Problem to solve =>
Count every line in the entries that contains "coords". Report that count alone.

** Opening Input data block **

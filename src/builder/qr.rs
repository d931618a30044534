use std::ops::Deref;

use image::{GrayImage, Luma};

use crate::common::{
    bit_utils::BitStream,
    codec::Mode,
    iter::EncRegionIter,
    mask::MaskPattern,
    metadata::{Color, ECLevel, Version},
};

#[derive(Debug, PartialEq, Eq, Clone, Copy)]
pub enum Module {
    Empty,
    Func(Color),
    Data(Color),
}

impl Deref for Module {
    type Target = Color;
    fn deref(&self) -> &Self::Target {
        match self {
            Module::Empty => &Color::Light,
            Module::Func(c) => c,
            Module::Data(c) => c,
        }
    }
}

#[derive(Debug, Clone)]
pub struct QR {
    grid: Box<[Module]>,
    w: usize,
    ver: Version,
    ecl: ECLevel,
    mode: Mode,
    text: String,
    mask: Option<MaskPattern>,
}

// QR type for builder
//------------------------------------------------------------------------------

impl QR {
    pub(crate) fn new(ver: Version, ecl: ECLevel, mode: Mode, text: &str) -> Self {
        let w = ver.width();
        let grid = vec![Module::Empty; w * w].into_boxed_slice();
        Self { grid, w, ver, ecl, mode, text: text.to_string(), mask: None }
    }

    pub fn grid(&self) -> &[Module] {
        &self.grid
    }

    pub fn version(&self) -> Version {
        self.ver
    }

    pub fn width(&self) -> usize {
        self.w
    }

    pub fn ec_level(&self) -> ECLevel {
        self.ecl
    }

    pub fn mode(&self) -> Mode {
        self.mode
    }

    pub fn text(&self) -> &str {
        &self.text
    }

    pub fn mask(&self) -> Option<MaskPattern> {
        self.mask
    }

    pub fn metadata(&self) -> String {
        let mask = match self.mask {
            Some(m) => format!("{}", *m),
            None => "None".to_string(),
        };
        format!(
            "{{ Version: {}, Ec level: {:?}, Mode: {}, Mask: {} }}",
            *self.ver, self.ecl, self.mode, mask
        )
    }

    pub fn count_dark_modules(&self) -> usize {
        self.grid.iter().filter(|&m| matches!(**m, Color::Dark)).count()
    }

    #[cfg(test)]
    pub fn to_debug_str(&self) -> String {
        let w = self.w as i16;
        let mut res = String::with_capacity((w * (w + 1)) as usize);
        res.push('\n');
        for i in 0..w {
            for j in 0..w {
                let c = match self.get(i, j) {
                    Module::Empty => '.',
                    Module::Func(Color::Dark) => 'f',
                    Module::Func(Color::Light) => 'F',
                    Module::Data(Color::Dark) => 'd',
                    Module::Data(Color::Light) => 'D',
                };
                res.push(c);
            }
            res.push('\n');
        }
        res
    }

    fn coord_to_index(&self, r: i16, c: i16) -> usize {
        let w = self.w as i16;
        debug_assert!(-w <= r && r < w, "row should be greater than or equal to w");
        debug_assert!(-w <= c && c < w, "column should be greater than or equal to w");

        let r = if r < 0 { r + w } else { r };
        let c = if c < 0 { c + w } else { c };
        (r * w + c) as _
    }

    pub fn get(&self, r: i16, c: i16) -> Module {
        self.grid[self.coord_to_index(r, c)]
    }

    pub fn is_dark(&self, r: i16, c: i16) -> bool {
        *self.get(r, c) == Color::Dark
    }

    fn get_mut(&mut self, r: i16, c: i16) -> &mut Module {
        let index = self.coord_to_index(r, c);
        &mut self.grid[index]
    }

    fn set(&mut self, r: i16, c: i16, module: Module) {
        *self.get_mut(r, c) = module;
    }
}

#[cfg(test)]
mod qr_util_tests {
    use crate::builder::{Module, QR};
    use crate::common::codec::Mode;
    use crate::common::metadata::{Color, ECLevel, DEFAULT_VERSION};

    fn empty_qr() -> QR {
        QR::new(DEFAULT_VERSION, ECLevel::L, Mode::Byte, "")
    }

    #[test]
    fn test_index_wrap() {
        let mut qr = empty_qr();
        let w = qr.w as i16;
        qr.set(-1, -1, Module::Func(Color::Dark));
        assert_eq!(qr.get(w - 1, w - 1), Module::Func(Color::Dark));
        qr.set(0, 0, Module::Func(Color::Dark));
        assert_eq!(qr.get(-w, -w), Module::Func(Color::Dark));
    }

    #[test]
    #[should_panic]
    fn test_row_out_of_bound() {
        let qr = empty_qr();
        let w = qr.w as i16;
        qr.get(w, 0);
    }

    #[test]
    #[should_panic]
    fn test_col_out_of_bound() {
        let qr = empty_qr();
        let w = qr.w as i16;
        qr.get(0, w);
    }

    #[test]
    #[should_panic]
    fn test_row_index_overwrap() {
        let qr = empty_qr();
        let w = qr.w as i16;
        qr.get(-(w + 1), 0);
    }

    #[test]
    fn test_metadata() {
        let qr = QR::new(DEFAULT_VERSION, ECLevel::Q, Mode::Numeric, "123");
        assert_eq!(qr.metadata(), "{ Version: 4, Ec level: Q, Mode: NUMERIC, Mask: None }");
        assert_eq!(qr.width(), 33);
        assert_eq!(qr.text(), "123");
    }
}

// Finder pattern & separators
//------------------------------------------------------------------------------

impl QR {
    fn draw_finder_patterns(&mut self) {
        self.draw_finder_pattern_at(0, 0);
        self.draw_finder_pattern_at(0, -7);
        self.draw_finder_pattern_at(-7, 0);
    }

    // (r, c) is the top left corner of the 7x7 pattern
    fn draw_finder_pattern_at(&mut self, r: i16, c: i16) {
        for i in 0..7 {
            for j in 0..7 {
                self.set(
                    r + i,
                    c + j,
                    match (i, j) {
                        (0 | 6, _) | (_, 0 | 6) => Module::Func(Color::Dark),
                        (1 | 5, _) | (_, 1 | 5) => Module::Func(Color::Light),
                        _ => Module::Func(Color::Dark),
                    },
                );
            }
        }
    }

    fn draw_separators(&mut self) {
        let light = Module::Func(Color::Light);
        for i in 0..8 {
            // Top left
            self.set(7, i, light);
            self.set(i, 7, light);
            // Top right
            self.set(7, -8 + i, light);
            self.set(i, -8, light);
            // Bottom left
            self.set(-8, i, light);
            self.set(-8 + i, 7, light);
        }
    }
}


// Timing pattern & dark module
//------------------------------------------------------------------------------

impl QR {
    fn draw_timing_pattern(&mut self) {
        let w = self.w as i16;
        self.draw_line(6, 8, 6, w - 9);
        self.draw_line(8, 6, w - 9, 6);
    }

    fn draw_line(&mut self, r1: i16, c1: i16, r2: i16, c2: i16) {
        debug_assert!(r1 == r2 || c1 == c2, "Line is neither vertical nor horizontal");

        if r1 == r2 {
            for j in c1..=c2 {
                let m =
                    if j & 1 == 0 { Module::Func(Color::Dark) } else { Module::Func(Color::Light) };
                self.set(r1, j, m);
            }
        } else {
            for i in r1..=r2 {
                let m =
                    if i & 1 == 0 { Module::Func(Color::Dark) } else { Module::Func(Color::Light) };
                self.set(i, c1, m);
            }
        }
    }

    fn draw_dark_module(&mut self) {
        let (r, c) = self.ver.dark_module();
        self.set(r, c, Module::Func(Color::Dark));
    }
}


// All function patterns
//------------------------------------------------------------------------------

impl QR {
    pub(crate) fn draw_all_function_patterns(&mut self) {
        self.draw_finder_patterns();
        self.draw_separators();
        self.draw_timing_pattern();
        self.draw_dark_module();
    }
}

#[cfg(test)]
mod all_function_patterns_test {
    use crate::builder::{Module, QR};
    use crate::common::codec::Mode;
    use crate::common::metadata::{ECLevel, DEFAULT_VERSION};

    #[test]
    fn test_all_function_patterns() {
        let mut qr = QR::new(DEFAULT_VERSION, ECLevel::L, Mode::Byte, "");
        qr.draw_all_function_patterns();
        assert_eq!(
            qr.to_debug_str(),
            "\n\
             fffffffF.................Ffffffff\n\
             fFFFFFfF.................FfFFFFFf\n\
             fFfffFfF.................FfFfffFf\n\
             fFfffFfF.................FfFfffFf\n\
             fFfffFfF.................FfFfffFf\n\
             fFFFFFfF.................FfFFFFFf\n\
             fffffffFfFfFfFfFfFfFfFfFfFfffffff\n\
             FFFFFFFF.................FFFFFFFF\n\
             ......f..........................\n\
             ......F..........................\n\
             ......f..........................\n\
             ......F..........................\n\
             ......f..........................\n\
             ......F..........................\n\
             ......f..........................\n\
             ......F..........................\n\
             ......f..........................\n\
             ......F..........................\n\
             ......f..........................\n\
             ......F..........................\n\
             ......f..........................\n\
             ......F..........................\n\
             ......f..........................\n\
             ......F..........................\n\
             ......f..........................\n\
             FFFFFFFFf........................\n\
             fffffffF.........................\n\
             fFFFFFfF.........................\n\
             fFfffFfF.........................\n\
             fFfffFfF.........................\n\
             fFfffFfF.........................\n\
             fFFFFFfF.........................\n\
             fffffffF.........................\n",
        );
    }

    #[test]
    fn test_writable_module_count() {
        let mut qr = QR::new(DEFAULT_VERSION, ECLevel::L, Mode::Byte, "");
        qr.draw_all_function_patterns();
        let empty = qr.grid().iter().filter(|m| matches!(m, Module::Empty)).count();
        assert_eq!(empty, 862);
    }
}

// Encoding region
//------------------------------------------------------------------------------

impl QR {
    /// Writes `payload` into the empty modules along the placement scan, then
    /// resolves every module still empty to light.
    pub(crate) fn draw_encoding_region(&mut self, payload: BitStream) {
        let payload_len = payload.len();
        let mut placed = 0;
        let mut coords = EncRegionIter::new(self.ver);
        for bit in payload {
            let module = Module::Data(Color::from(bit));
            for (r, c) in coords.by_ref() {
                if matches!(self.get(r, c), Module::Empty) {
                    self.set(r, c, module);
                    placed += 1;
                    break;
                }
            }
        }
        debug_assert_eq!(placed, payload_len, "Payload overflows the encoding region");

        self.fill_remainder();
        debug_assert!(!self.grid.contains(&Module::Empty), "Empty module found after placement");
    }

    fn fill_remainder(&mut self) {
        self.grid
            .iter_mut()
            .filter(|m| matches!(m, Module::Empty))
            .for_each(|m| *m = Module::Data(Color::Light));
    }

    /// Modules a mask must never flip: the three corner blocks, row 6 and
    /// column 6.
    pub fn is_function_region(&self, r: i16, c: i16) -> bool {
        let w = self.w as i16;
        (r < 9 && c < 9) || (r < 9 && c >= w - 8) || (r >= w - 8 && c < 9) || r == 6 || c == 6
    }

    pub(crate) fn apply_mask(&mut self, pattern: MaskPattern) {
        self.mask = Some(pattern);
        let mask_fn = pattern.mask_function();
        let w = self.w as i16;
        for r in 0..w {
            for c in 0..w {
                if self.is_function_region(r, c) || !mask_fn(r, c) {
                    continue;
                }
                if let Module::Data(clr) = self.get(r, c) {
                    self.set(r, c, Module::Data(!clr))
                }
            }
        }
    }
}


// Render
//------------------------------------------------------------------------------

impl QR {
    /// Console rendering: two glyphs per module with a quiet zone around the
    /// symbol.
    pub fn to_console_str(&self) -> String {
        let blank = "  ".repeat(self.w + 2 * QUIET_ZONE);
        let margin = "  ".repeat(QUIET_ZONE);
        let mut canvas = String::new();
        for _ in 0..QUIET_ZONE {
            canvas.push_str(&blank);
            canvas.push('\n');
        }
        for r in 0..self.w as i16 {
            canvas.push_str(&margin);
            for c in 0..self.w as i16 {
                canvas.push_str(self.get(r, c).select("██", "  "));
            }
            canvas.push_str(&margin);
            canvas.push('\n');
        }
        for _ in 0..QUIET_ZONE {
            canvas.push_str(&blank);
            canvas.push('\n');
        }
        canvas
    }

    /// Plain text grid: one mark per dark module, a space per light module.
    pub fn to_text(&self) -> String {
        let mut canvas = String::with_capacity(self.w * (self.w * 3 + 1));
        for r in 0..self.w as i16 {
            for c in 0..self.w as i16 {
                canvas.push(self.get(r, c).select('█', ' '));
            }
            canvas.push('\n');
        }
        canvas
    }

    pub fn to_image(&self, module_sz: u32) -> GrayImage {
        let qz_sz = QUIET_ZONE as u32 * module_sz;
        let qr_sz = self.w as u32 * module_sz;
        let total_sz = qz_sz + qr_sz + qz_sz;

        let mut canvas = GrayImage::new(total_sz, total_sz);
        for i in 0..total_sz {
            for j in 0..total_sz {
                if i < qz_sz || i >= qz_sz + qr_sz || j < qz_sz || j >= qz_sz + qr_sz {
                    canvas.put_pixel(j, i, Luma([255]));
                    continue;
                }
                let r = ((i - qz_sz) / module_sz) as i16;
                let c = ((j - qz_sz) / module_sz) as i16;

                debug_assert!(self.get(r, c) != Module::Empty, "Empty module found at: {r} {c}");
                let pixel = self.get(r, c).select(Luma([0]), Luma([255]));
                canvas.put_pixel(j, i, pixel);
            }
        }

        canvas
    }
}


// Global constants
//------------------------------------------------------------------------------

pub const QUIET_ZONE: usize = 4;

** Closing Input data block **

Written response =>
2